▶ **EXERCISE REQUIREMENTS**:
Every line between the top of the data below and the line with "as this record.", both ends included, must be retyped exactly.

START EXERCISE DATA

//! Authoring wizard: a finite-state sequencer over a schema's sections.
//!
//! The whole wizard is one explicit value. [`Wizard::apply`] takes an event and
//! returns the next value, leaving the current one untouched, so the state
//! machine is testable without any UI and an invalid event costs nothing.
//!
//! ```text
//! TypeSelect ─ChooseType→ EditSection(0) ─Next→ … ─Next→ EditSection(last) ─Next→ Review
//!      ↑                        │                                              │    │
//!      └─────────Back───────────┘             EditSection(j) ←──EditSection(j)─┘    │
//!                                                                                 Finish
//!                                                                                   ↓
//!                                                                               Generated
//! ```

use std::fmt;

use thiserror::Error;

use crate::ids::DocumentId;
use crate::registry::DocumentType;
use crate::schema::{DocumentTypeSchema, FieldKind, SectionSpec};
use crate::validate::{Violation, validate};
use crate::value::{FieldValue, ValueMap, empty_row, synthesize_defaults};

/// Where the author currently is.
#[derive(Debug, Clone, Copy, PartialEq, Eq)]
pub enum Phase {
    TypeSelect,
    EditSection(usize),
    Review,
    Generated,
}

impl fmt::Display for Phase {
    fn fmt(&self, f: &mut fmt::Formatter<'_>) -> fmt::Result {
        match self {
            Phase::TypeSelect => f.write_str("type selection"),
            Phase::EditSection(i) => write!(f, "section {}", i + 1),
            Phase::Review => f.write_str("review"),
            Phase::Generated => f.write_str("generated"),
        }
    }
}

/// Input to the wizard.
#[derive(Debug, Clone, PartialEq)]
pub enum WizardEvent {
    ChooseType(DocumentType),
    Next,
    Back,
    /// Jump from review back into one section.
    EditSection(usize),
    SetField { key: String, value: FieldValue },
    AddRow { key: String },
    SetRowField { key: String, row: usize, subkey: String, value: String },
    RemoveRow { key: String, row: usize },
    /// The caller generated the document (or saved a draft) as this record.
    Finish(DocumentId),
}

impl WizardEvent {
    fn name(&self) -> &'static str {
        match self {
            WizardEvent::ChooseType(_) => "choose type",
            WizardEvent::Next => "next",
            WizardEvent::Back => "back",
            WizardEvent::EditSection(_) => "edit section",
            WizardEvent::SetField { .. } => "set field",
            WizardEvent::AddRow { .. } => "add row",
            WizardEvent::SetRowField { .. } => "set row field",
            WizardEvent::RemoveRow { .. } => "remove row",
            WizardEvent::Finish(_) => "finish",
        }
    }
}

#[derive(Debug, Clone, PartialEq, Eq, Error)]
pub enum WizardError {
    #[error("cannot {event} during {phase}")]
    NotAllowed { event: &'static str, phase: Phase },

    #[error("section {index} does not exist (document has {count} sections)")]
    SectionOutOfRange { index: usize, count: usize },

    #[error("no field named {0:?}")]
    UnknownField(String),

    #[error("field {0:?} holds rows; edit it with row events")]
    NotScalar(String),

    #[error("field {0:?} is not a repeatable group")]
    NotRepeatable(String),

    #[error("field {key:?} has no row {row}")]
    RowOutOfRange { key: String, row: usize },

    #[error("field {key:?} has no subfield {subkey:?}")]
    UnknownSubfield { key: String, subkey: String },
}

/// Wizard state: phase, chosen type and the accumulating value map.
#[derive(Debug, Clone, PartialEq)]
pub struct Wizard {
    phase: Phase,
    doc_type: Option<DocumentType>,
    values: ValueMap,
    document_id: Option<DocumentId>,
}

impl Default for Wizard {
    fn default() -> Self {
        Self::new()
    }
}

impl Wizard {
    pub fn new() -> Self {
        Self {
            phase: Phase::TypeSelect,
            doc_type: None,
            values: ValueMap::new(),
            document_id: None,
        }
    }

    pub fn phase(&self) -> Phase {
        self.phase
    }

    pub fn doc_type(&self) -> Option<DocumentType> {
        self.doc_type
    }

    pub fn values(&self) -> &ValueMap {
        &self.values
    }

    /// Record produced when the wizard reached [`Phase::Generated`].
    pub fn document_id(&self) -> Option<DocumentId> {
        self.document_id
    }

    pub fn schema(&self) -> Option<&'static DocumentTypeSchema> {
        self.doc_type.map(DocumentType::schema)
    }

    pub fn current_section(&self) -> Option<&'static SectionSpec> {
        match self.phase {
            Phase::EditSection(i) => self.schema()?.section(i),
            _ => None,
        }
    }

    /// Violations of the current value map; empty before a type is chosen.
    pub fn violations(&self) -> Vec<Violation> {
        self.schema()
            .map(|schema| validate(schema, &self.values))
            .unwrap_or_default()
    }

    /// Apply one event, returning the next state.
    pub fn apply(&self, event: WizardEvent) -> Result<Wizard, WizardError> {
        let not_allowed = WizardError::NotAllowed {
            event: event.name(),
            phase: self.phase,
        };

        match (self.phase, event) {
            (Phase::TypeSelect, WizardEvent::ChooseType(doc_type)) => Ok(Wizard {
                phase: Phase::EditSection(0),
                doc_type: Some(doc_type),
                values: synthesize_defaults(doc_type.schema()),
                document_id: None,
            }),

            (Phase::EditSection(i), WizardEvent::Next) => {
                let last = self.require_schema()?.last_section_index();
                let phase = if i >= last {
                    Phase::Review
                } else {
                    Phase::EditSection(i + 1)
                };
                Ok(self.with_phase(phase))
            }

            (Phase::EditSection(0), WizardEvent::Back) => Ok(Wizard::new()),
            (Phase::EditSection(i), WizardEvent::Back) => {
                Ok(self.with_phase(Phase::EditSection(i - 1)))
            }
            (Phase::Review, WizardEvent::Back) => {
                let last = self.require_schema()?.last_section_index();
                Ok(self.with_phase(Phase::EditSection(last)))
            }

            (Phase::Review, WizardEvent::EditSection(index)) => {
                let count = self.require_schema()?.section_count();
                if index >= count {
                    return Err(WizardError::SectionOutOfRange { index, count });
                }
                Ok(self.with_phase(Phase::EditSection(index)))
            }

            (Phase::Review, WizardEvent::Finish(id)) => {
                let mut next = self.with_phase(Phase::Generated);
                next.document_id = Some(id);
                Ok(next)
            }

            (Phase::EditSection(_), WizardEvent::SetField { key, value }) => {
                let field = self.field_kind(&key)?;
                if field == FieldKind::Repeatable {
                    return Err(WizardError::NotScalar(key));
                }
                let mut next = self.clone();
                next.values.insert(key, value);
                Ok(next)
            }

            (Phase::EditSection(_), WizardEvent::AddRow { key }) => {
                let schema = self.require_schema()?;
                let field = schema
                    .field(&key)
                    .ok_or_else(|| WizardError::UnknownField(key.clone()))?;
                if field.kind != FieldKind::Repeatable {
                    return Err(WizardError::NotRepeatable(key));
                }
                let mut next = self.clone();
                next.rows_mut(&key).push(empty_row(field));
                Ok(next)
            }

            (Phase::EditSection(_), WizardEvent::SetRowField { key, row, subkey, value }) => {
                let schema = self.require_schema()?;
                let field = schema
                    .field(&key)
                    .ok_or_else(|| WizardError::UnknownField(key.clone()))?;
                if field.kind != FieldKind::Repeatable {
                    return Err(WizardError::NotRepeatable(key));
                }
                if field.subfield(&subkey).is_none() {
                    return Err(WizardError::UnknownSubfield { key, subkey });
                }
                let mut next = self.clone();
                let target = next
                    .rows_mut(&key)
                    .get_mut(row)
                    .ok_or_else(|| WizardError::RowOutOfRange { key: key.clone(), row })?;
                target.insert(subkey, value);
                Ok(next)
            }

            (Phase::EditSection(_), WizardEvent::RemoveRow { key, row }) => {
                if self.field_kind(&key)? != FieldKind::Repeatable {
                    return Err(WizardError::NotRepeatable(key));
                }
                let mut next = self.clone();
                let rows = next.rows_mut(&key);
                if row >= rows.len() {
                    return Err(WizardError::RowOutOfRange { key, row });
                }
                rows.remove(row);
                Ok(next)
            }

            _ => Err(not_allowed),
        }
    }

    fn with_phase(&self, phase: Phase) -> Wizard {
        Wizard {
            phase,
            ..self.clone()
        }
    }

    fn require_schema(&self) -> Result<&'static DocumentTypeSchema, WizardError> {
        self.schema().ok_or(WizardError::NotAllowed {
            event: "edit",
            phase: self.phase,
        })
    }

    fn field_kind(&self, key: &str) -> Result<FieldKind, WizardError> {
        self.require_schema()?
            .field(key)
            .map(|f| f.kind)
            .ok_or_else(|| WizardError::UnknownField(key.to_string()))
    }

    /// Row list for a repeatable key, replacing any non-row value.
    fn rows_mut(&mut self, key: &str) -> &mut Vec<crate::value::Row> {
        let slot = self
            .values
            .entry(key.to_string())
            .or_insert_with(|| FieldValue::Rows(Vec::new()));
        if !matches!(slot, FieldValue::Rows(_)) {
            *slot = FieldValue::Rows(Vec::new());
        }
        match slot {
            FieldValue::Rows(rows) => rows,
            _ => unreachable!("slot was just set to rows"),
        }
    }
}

END EXERCISE DATA

▶ **REPLY TO THE EXERCISE**:
//! Authoring wizard: a finite-state sequencer over a schema's sections.
//!
//! The whole wizard is one explicit value. [`Wizard::apply`] takes an event and
//! returns the next value, leaving the current one untouched, so the state
//! machine is testable without any UI and an invalid event costs nothing.
//!
//! ```text
//! TypeSelect ─ChooseType→ EditSection(0) ─Next→ … ─Next→ EditSection(last) ─Next→ Review
//!      ↑                        │                                              │    │
//!      └─────────Back───────────┘             EditSection(j) ←──EditSection(j)─┘    │
//!                                                                                 Finish
//!                                                                                   ↓
//!                                                                               Generated
//! ```

use std::fmt;

use thiserror::Error;

use crate::ids::DocumentId;
use crate::registry::DocumentType;
use crate::schema::{DocumentTypeSchema, FieldKind, SectionSpec};
use crate::validate::{Violation, validate};
use crate::value::{FieldValue, ValueMap, empty_row, synthesize_defaults};

/// Where the author currently is.
#[derive(Debug, Clone, Copy, PartialEq, Eq)]
pub enum Phase {
    TypeSelect,
    EditSection(usize),
    Review,
    Generated,
}

impl fmt::Display for Phase {
    fn fmt(&self, f: &mut fmt::Formatter<'_>) -> fmt::Result {
        match self {
            Phase::TypeSelect => f.write_str("type selection"),
            Phase::EditSection(i) => write!(f, "section {}", i + 1),
            Phase::Review => f.write_str("review"),
            Phase::Generated => f.write_str("generated"),
        }
    }
}

/// Input to the wizard.
#[derive(Debug, Clone, PartialEq)]
pub enum WizardEvent {
    ChooseType(DocumentType),
    Next,
    Back,
    /// Jump from review back into one section.
    EditSection(usize),
    SetField { key: String, value: FieldValue },
    AddRow { key: String },
    SetRowField { key: String, row: usize, subkey: String, value: String },
    RemoveRow { key: String, row: usize },
    /// The caller generated the document (or saved a draft) as this record.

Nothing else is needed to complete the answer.